Solution: deploy a data-driven diagnostic as a foundation before any overhaul or automation, ensure standardized process design, accelerate timelines, reduce hidden costs and secure scalability.

Most organizations have only a partial view of their processes: workarounds, unexpected variants, manual re-entries, redundant approvals and personal dependencies remain invisible. Process mining leverages the event logs from your ERP, CRM and line-of-business applications to reconstruct, objectively and exhaustively, the real path each transaction follows. This transparency uncovers bottlenecks, lengthy cycles and hidden costs.

By acting on these insights, you can prioritize optimization initiatives, standardize your flows and anticipate scalability. More than a mere audit, process mining provides the technical foundation essential for any successful digital transformation.

Visualize Your Operational Processes in Real Time

Process mining automatically reconstructs your flows from digital footprints. It delivers an accurate map of existing variants and deviations.

Rebuilding Flows from Event Logs

Process mining extracts and normalizes histories from your systems to create a detailed representation of each step, using data wrangling techniques. Unlike subjective workshops, this approach relies on tamper-proof records from your ERP, CRM or TMS.

Each timestamped event becomes a landmark in the transaction journey, enabling precise identification of the action sequence, the actors involved and the actual duration of each phase.

This automated reconstruction guarantees full fidelity to real operations and eliminates biases from interviews or individual recollections.

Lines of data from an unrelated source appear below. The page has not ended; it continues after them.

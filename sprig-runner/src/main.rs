mod logging;
mod repl;
mod runner;

use clap::{Parser, ValueEnum};
use std::path::PathBuf;
use std::process::ExitCode;

/// What to print for each program.
#[derive(Clone, Copy, Debug, PartialEq, Eq, ValueEnum)]
pub enum Emit {
    /// Evaluate and print the final value.
    Value,
    /// Print the parsed program in canonical, fully parenthesised form.
    Ast,
    /// Print the token stream with offsets.
    Tokens,
}

#[derive(Parser)]
#[command(author, version, about)]
struct Cli {
    #[arg(short, long, value_enum, default_value_t = Emit::Value)]
    emit: Emit,
    /// Raise log verbosity (-v debug, -vv trace). RUST_LOG takes precedence.
    #[arg(short, long, action = clap::ArgAction::Count)]
    verbose: u8,
    /// Source file to run. Starts a REPL when omitted.
    path: Option<PathBuf>,
}

fn main() -> ExitCode {
    let cli = Cli::parse();
    logging::init(cli.verbose);

    let result = match cli.path {
        None => repl::start(cli.emit).map_err(|err| err.to_string()),
        Some(path) => runner::execute_file(&path, cli.emit)
            .map(|output| println!("{output}"))
            .map_err(|err| err.to_string()),
    };

    match result {
        Ok(()) => ExitCode::SUCCESS,
        Err(message) => {
            eprintln!("{message}");
            ExitCode::FAILURE
        }
    }
}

Identifying Variants and Deviations

Within a single process, it’s not uncommon to find dozens of different paths. Teams introduce workarounds to overcome obstacles, generating undocumented divergences.

Process mining groups and ranks these variants by frequency and impact, making it easy to detect critical deviations that lengthen cycles and raise error risk.

This granularity lets you prioritize corrective actions by targeting the variants that generate the most cost or delay first.

Transparency on Friction Points and Bottlenecks

By measuring waiting times between activities, process mining highlights organizational and technical blockers, whether it’s an overloaded approval service or an undersized software interface.

These friction points, often hidden in Excel sheets or internal procedures, translate into accumulated delays and non-quality costs.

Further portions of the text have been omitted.